**WHAT THE EXERCISE ASKS:** Only the number is wanted: tally the lines below that contain the word "Cursor".

Stored data:
********************
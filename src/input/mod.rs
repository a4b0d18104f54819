use std::fs::File;
use std::io::{BufRead, BufReader, Cursor};
use std::path::Path;

use flate2::read::MultiGzDecoder;
use memmap2::Mmap;
use thiserror::Error;

pub mod motifs;
pub mod rankdb;
pub mod regions;
pub mod triplets;

#[derive(Debug, Error)]
pub enum InputError {
    #[error("IO error: {0}")]
    Io(#[from] std::io::Error),
    #[error("missing input: {0}")]
    MissingInput(String),
    #[error("invalid input: {0}")]
    InvalidInput(String),
    #[error("parse error: {0}")]
    Parse(String),
}

/// Opens a plain or gzip-compressed text file. Plain files are memory mapped.
pub fn open_maybe_gz(path: &Path) -> Result<Box<dyn BufRead>, InputError> {
    if !path.exists() {
        return Err(InputError::MissingInput(format!(
            "{} does not exist",
            path.display()
        )));
    }
    let file = File::open(path)?;
    if path.extension().is_some_and(|ext| ext == "gz") {
        Ok(Box::new(BufReader::new(MultiGzDecoder::new(file))))
    } else {
        // SAFETY: the map is read-only and dropped with the reader.
        let mmap = unsafe { Mmap::map(&file)? };
        Ok(Box::new(Cursor::new(mmap)))
    }
}

/// Reads the first non-empty line and splits it into trimmed tab-separated
/// column names.
pub(crate) fn read_header(
    reader: &mut dyn BufRead,
    buf: &mut String,
    what: &str,
) -> Result<(Vec<String>, usize), InputError> {
    let mut line_no = 0usize;
    loop {
        buf.clear();
        let read = reader.read_line(buf)?;
        if read == 0 {
            return Err(InputError::Parse(format!("{what} is empty")));
        }
        line_no += 1;
        let line = buf.trim_end_matches(['\n', '\r']);
        if line.trim().is_empty() {
            continue;
        }
        let cols = line.split('\t').map(|s| s.trim().to_string()).collect();
        return Ok((cols, line_no));
    }
}

pub(crate) fn parse_f64(raw: &str, what: &str, line_no: usize) -> Result<f64, InputError> {
    raw.trim().parse::<f64>().map_err(|_| {
        InputError::Parse(format!(
            "invalid {what} '{}' at line {}",
            raw.trim(),
            line_no
        ))
    })
}

#[cfg(test)]
#[path = "../../tests/src_inline/input/tests.rs"]
mod tests;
********************
**SOLUTION FOR THIS PROBLEM:** 2